简体   繁体   English

使用 Java 每行添加多个任意 Spark 列

[英]Adding multiple, arbitrary Spark columns per row using Java

I figured out how to get a Spark UDF to return a fixed number of columns known ahead of time.我想出了如何让 Spark UDF 返回预先知道的固定数量的列。 But how can a Spark UDF return an arbitrary number of columns which might be different for each row?但是,Spark UDF 如何返回每行可能不同的任意数量的列?

I'm using Spark 3.3.0 with Java 17. Let's say I have a DataFrame containing 1,000,000 people.我正在使用带有 Java 17 的 Spark 3.3.0。假设我有一个包含 1,000,000 人的 DataFrame。 For each person I want to look up each year's salary (eg from a database), but each person might have salaries for different years available.对于每个人,我想查找每年的薪水(例如从数据库中),但每个人可能有不同年份的薪水。 If I knew just had years 2020 and 2021 available, I would do this:如果我知道只有 2020 年和 2021 年可用,我会这样做:

StructType salarySchema = createStructType(List.of(createStructField("salary2020",
    createDecimalType(12, 2), true), createStructField("salary2021",
    createDecimalType(12, 2), true)));
UserDefinedFunction lookupSalariesForId = udf((String id) -> {
  // TODO look up salaries
  return RowFactory.create(salary2020, salary2021);
}, salarySchema).asNondeterministic();

df = df.withColumn("salaries", lookupSalariesForId.apply(col("id")))
    .select("*", "salaries.*");

That is Spark's roundabout way of loading multiple values from a UDF into a single column and then splitting them out into separate columns.这是 Spark 的迂回方式,将 UDF 中的多个值加载到单个列中,然后将它们拆分为单独的列。

So what if one person only has salaries from 2003 and 2004, while another person has salaries from 2007, 2008, and 2009?那么如果一个人只有 2003 年和 2004 年的工资,而另一个人有 2007 年、2008 年和 2009 年的工资呢? I would want to create columns salary2003 and salary2004 for the first person;我想为第一人创建列salary2003salary2004 and then salary2007 , salary2008 , salary2009 for the second person.然后是第二个人的salary2007salary2008salary2009 How would I do that with a UDF?我将如何使用 UDF 做到这一点? (I know how to dynamically create an array to pass back via RowFactory.create() . The problem is that the schema related to the UDF schema is defined outside the UDF logic.) (我知道如何动态创建一个数组以通过RowFactory.create()传回。问题是与 UDF 模式相关的模式是在 UDF 逻辑之外定义的。)

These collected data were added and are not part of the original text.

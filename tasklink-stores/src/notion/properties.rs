//! Page property shapes of the planner databases.
//!
//! Reading is lenient (absent or empty properties read as empty values);
//! only a missing page id is malformed.

use chrono::NaiveDate;
use serde_json::{json, Map, Value};

use tasklink_core::types::{
    Change, MirrorId, Priority, ProjectChanges, SourceId, SourceProject, SourceProjectDraft,
    SourceTask, SourceTaskChanges, SourceTaskDraft,
};
use tasklink_sync::StoreError;

pub const TASK_TITLE: &str = "Task name";
pub const TASK_STATUS: &str = "Status";
pub const TASK_DUE: &str = "Due";
pub const TASK_PROJECT: &str = "Project";
pub const TASK_PARENT: &str = "Parent-task";
pub const TASK_PRIORITY: &str = "Priority";
pub const PROJECT_TITLE: &str = "Project name";
/// Linkage field on both databases.
pub const MIRROR_ID: &str = "TodoistID";

pub const STATUS_DONE: &str = "Done";
pub const STATUS_OPEN: &str = "Not Started";

// ---------------------------------------------------------------------------
// Reading
// ---------------------------------------------------------------------------

fn page_id(page: &Value, op: &str) -> Result<SourceId, StoreError> {
    page.get("id")
        .and_then(Value::as_str)
        .map(SourceId::from)
        .ok_or_else(|| StoreError::malformed(op, "page without id"))
}

fn prop<'a>(page: &'a Value, name: &str) -> Option<&'a Value> {
    page.get("properties")?.get(name)
}

/// Concatenated plain text of a `title` or `rich_text` array.
fn plain_text(page: &Value, name: &str, kind: &str) -> String {
    prop(page, name)
        .and_then(|p| p.get(kind))
        .and_then(Value::as_array)
        .map(|parts| {
            parts
                .iter()
                .filter_map(|part| part.get("plain_text").and_then(Value::as_str))
                .collect()
        })
        .unwrap_or_default()
}

fn mirror_id(page: &Value) -> Option<MirrorId> {
    let text = plain_text(page, MIRROR_ID, "rich_text");
    let text = text.trim();
    (!text.is_empty()).then(|| MirrorId::from(text))
}

fn first_relation(page: &Value, name: &str) -> Option<SourceId> {
    prop(page, name)?
        .get("relation")?
        .as_array()?
        .first()?
        .get("id")?
        .as_str()
        .map(SourceId::from)
}

fn due_date(page: &Value) -> Option<NaiveDate> {
    let start = prop(page, TASK_DUE)?.get("date")?.get("start")?.as_str()?;
    // Date-times carry a time part; only the date is synced.
    NaiveDate::parse_from_str(start.get(..10)?, "%Y-%m-%d").ok()
}

pub fn priority_from_label(label: Option<&str>) -> Priority {
    match label {
        Some("High") => Priority::HIGH,
        Some("Medium") => Priority::MEDIUM,
        Some("Low") => Priority::LOW,
        _ => Priority::NONE,
    }
}

pub fn is_archived(page: &Value) -> bool {
    page.get("archived").and_then(Value::as_bool).unwrap_or(false)
        || page.get("in_trash").and_then(Value::as_bool).unwrap_or(false)
}

pub fn parse_project(page: &Value) -> Result<SourceProject, StoreError> {
    Ok(SourceProject {
        id: page_id(page, "parse project")?,
        mirror_id: mirror_id(page),
        name: plain_text(page, PROJECT_TITLE, "title"),
    })
}

pub fn parse_task(page: &Value) -> Result<SourceTask, StoreError> {
    let status = prop(page, TASK_STATUS)
        .and_then(|p| p.get("status"))
        .and_then(|s| s.get("name"))
        .and_then(Value::as_str);
    let priority = prop(page, TASK_PRIORITY)
        .and_then(|p| p.get("select"))
        .and_then(|s| s.get("name"))
        .and_then(Value::as_str);
    Ok(SourceTask {
        id: page_id(page, "parse task")?,
        mirror_id: mirror_id(page),
        title: plain_text(page, TASK_TITLE, "title"),
        done: status == Some(STATUS_DONE),
        due_date: due_date(page),
        priority: priority_from_label(priority),
        project: first_relation(page, TASK_PROJECT),
        parent: first_relation(page, TASK_PARENT),
    })
}

// ---------------------------------------------------------------------------
// Writing
// ---------------------------------------------------------------------------

fn title(text: &str) -> Value {
    json!({ "title": [{ "text": { "content": text } }] })
}

fn rich_text(text: &str) -> Value {
    json!({ "rich_text": [{ "text": { "content": text } }] })
}

fn status(done: bool) -> Value {
    json!({ "status": { "name": if done { STATUS_DONE } else { STATUS_OPEN } } })
}

fn date(date: Option<NaiveDate>) -> Value {
    match date {
        Some(d) => json!({ "date": { "start": d.format("%Y-%m-%d").to_string() } }),
        None => json!({ "date": null }),
    }
}

fn relation(id: Option<&SourceId>) -> Value {
    match id {
        Some(id) => json!({ "relation": [{ "id": id.as_str() }] }),
        None => json!({ "relation": [] }),
    }
}

pub fn mirror_link(mirror: &MirrorId) -> Map<String, Value> {
    let mut props = Map::new();
    props.insert(MIRROR_ID.to_owned(), rich_text(mirror.as_str()));
    props
}

pub fn project_create(draft: &SourceProjectDraft) -> Map<String, Value> {
    let mut props = mirror_link(&draft.mirror_id);
    props.insert(PROJECT_TITLE.to_owned(), title(&draft.name));
    props
}

pub fn project_update(changes: &ProjectChanges) -> Map<String, Value> {
    let mut props = Map::new();
    if let Change::Set(name) = &changes.name {
        props.insert(PROJECT_TITLE.to_owned(), title(name));
    }
    props
}

pub fn task_create(draft: &SourceTaskDraft) -> Map<String, Value> {
    let mut props = mirror_link(&draft.mirror_id);
    props.insert(TASK_TITLE.to_owned(), title(&draft.title));
    props.insert(TASK_STATUS.to_owned(), status(draft.done));
    if draft.due_date.is_some() {
        props.insert(TASK_DUE.to_owned(), date(draft.due_date));
    }
    if let Some(project) = &draft.project {
        props.insert(TASK_PROJECT.to_owned(), relation(Some(project)));
    }
    if let Some(parent) = &draft.parent {
        props.insert(TASK_PARENT.to_owned(), relation(Some(parent)));
    }
    props
}

pub fn task_update(changes: &SourceTaskChanges) -> Map<String, Value> {
    let mut props = Map::new();
    if let Change::Set(text) = &changes.title {
        props.insert(TASK_TITLE.to_owned(), title(text));
    }
    if let Change::Set(done) = changes.done {
        props.insert(TASK_STATUS.to_owned(), status(done));
    }
    if let Change::Set(due) = changes.due_date {
        props.insert(TASK_DUE.to_owned(), date(due));
    }
    if let Change::Set(project) = &changes.project {
        props.insert(TASK_PROJECT.to_owned(), relation(project.as_ref()));
    }
    if let Change::Set(parent) = &changes.parent {
        props.insert(TASK_PARENT.to_owned(), relation(parent.as_ref()));
    }
    props
}

#[cfg(test)]
mod tests {
    use super::*;

    fn task_page() -> Value {
        json!({
            "object": "page",
            "id": "page-t1",
            "archived": false,
            "properties": {
                "Task name": { "type": "title", "title": [
                    { "plain_text": "Renew " }, { "plain_text": "passport" }
                ]},
                "Status": { "type": "status", "status": { "name": "Done" } },
                "TodoistID": { "type": "rich_text", "rich_text": [{ "plain_text": "6X7rM8997g3RQmvh" }] },
                "Due": { "type": "date", "date": { "start": "2024-09-30T09:00:00.000+02:00" } },
                "Project": { "type": "relation", "relation": [{ "id": "page-p1" }] },
                "Parent-task": { "type": "relation", "relation": [] },
                "Priority": { "type": "select", "select": { "name": "Medium" } }
            }
        })
    }

    #[test]
    fn task_page_is_parsed() {
        let task = parse_task(&task_page()).unwrap();
        assert_eq!(task.id, SourceId::from("page-t1"));
        assert_eq!(task.title, "Renew passport");
        assert!(task.done);
        assert_eq!(task.mirror_id, Some(MirrorId::from("6X7rM8997g3RQmvh")));
        assert_eq!(task.due_date, NaiveDate::from_ymd_opt(2024, 9, 30));
        assert_eq!(task.project, Some(SourceId::from("page-p1")));
        assert_eq!(task.parent, None);
        assert_eq!(task.priority, Priority::MEDIUM);
    }

    #[test]
    fn empty_properties_read_as_defaults() {
        let page = json!({
            "id": "page-t2",
            "properties": {
                "Task name": { "title": [] },
                "Status": { "status": null },
                "TodoistID": { "rich_text": [] },
                "Due": { "date": null },
                "Priority": { "select": null }
            }
        });
        let task = parse_task(&page).unwrap();
        assert_eq!(task.title, "");
        assert!(!task.done);
        assert_eq!(task.mirror_id, None);
        assert_eq!(task.due_date, None);
        assert_eq!(task.priority, Priority::NONE);
        assert_eq!(task.project, None);
    }

    #[test]
    fn page_without_id_is_malformed() {
        let err = parse_project(&json!({ "properties": {} })).unwrap_err();
        assert!(matches!(err, StoreError::Malformed { .. }));
    }

    #[test]
    fn update_writes_only_set_properties() {
        let props = task_update(&SourceTaskChanges {
            done: Change::Set(false),
            due_date: Change::Set(None),
            parent: Change::Set(None),
            ..Default::default()
        });
        assert_eq!(props.len(), 3);
        assert_eq!(props[TASK_STATUS]["status"]["name"], STATUS_OPEN);
        assert!(props[TASK_DUE]["date"].is_null());
        assert_eq!(props[TASK_PARENT]["relation"], json!([]));
        assert!(!props.contains_key(TASK_TITLE));
    }

    #[test]
    fn create_carries_link_and_relations() {
        let props = task_create(&SourceTaskDraft {
            title: "Call mum".into(),
            done: false,
            due_date: NaiveDate::from_ymd_opt(2024, 1, 2),
            project: Some(SourceId::from("page-p1")),
            parent: None,
            mirror_id: MirrorId::from("m-1"),
        });
        assert_eq!(props[MIRROR_ID]["rich_text"][0]["text"]["content"], "m-1");
        assert_eq!(props[TASK_DUE]["date"]["start"], "2024-01-02");
        assert_eq!(props[TASK_PROJECT]["relation"][0]["id"], "page-p1");
        assert!(!props.contains_key(TASK_PARENT));
        assert!(!props.contains_key(TASK_PRIORITY), "priority is never written");
    }
}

Or is there some better approach altogether with Spark?或者 Spark 有什么更好的方法吗? Should I be creating a separate lookup DataFrame altogether of just person IDs and a column for each possible salary year, and then join them somehow, like we would do in the relational database world?我是否应该创建一个单独的查找 DataFrame 完全只有人员 ID 和每个可能的薪水年的列,然后以某种方式加入它们,就像我们在关系数据库世界中所做的那样? But what benefit would a separate DataFrame give me, and wouldn't I be back to square one to construct it?但是单独的 DataFrame 会给我带来什么好处,我不会回到原点来构建它吗? Of course I could construct it manually in Java, but I wouldn't gain the benefit of the Spark engine, parallel executors, etc.当然我可以在 Java 中手动构建它,但我不会获得 Spark 引擎、并行执行器等的好处。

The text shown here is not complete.